Saved data entries:
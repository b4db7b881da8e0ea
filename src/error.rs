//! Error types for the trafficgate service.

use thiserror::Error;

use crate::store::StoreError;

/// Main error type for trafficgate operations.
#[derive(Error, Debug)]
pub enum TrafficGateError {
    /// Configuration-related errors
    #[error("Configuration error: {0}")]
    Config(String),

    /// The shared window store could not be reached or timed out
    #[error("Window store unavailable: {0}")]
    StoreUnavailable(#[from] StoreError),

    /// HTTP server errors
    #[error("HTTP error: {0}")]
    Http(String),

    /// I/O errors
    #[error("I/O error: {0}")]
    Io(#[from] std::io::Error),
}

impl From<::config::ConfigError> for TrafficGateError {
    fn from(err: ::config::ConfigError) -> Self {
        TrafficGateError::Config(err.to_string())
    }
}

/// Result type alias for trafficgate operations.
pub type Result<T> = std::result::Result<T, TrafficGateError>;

■ TASK OBJECTIVE: Show, from the entries above, every line that includes the string "errors".

■ RESULT FOR THIS EXERCISE:
    /// Configuration-related errors
    /// HTTP server errors
    /// I/O errors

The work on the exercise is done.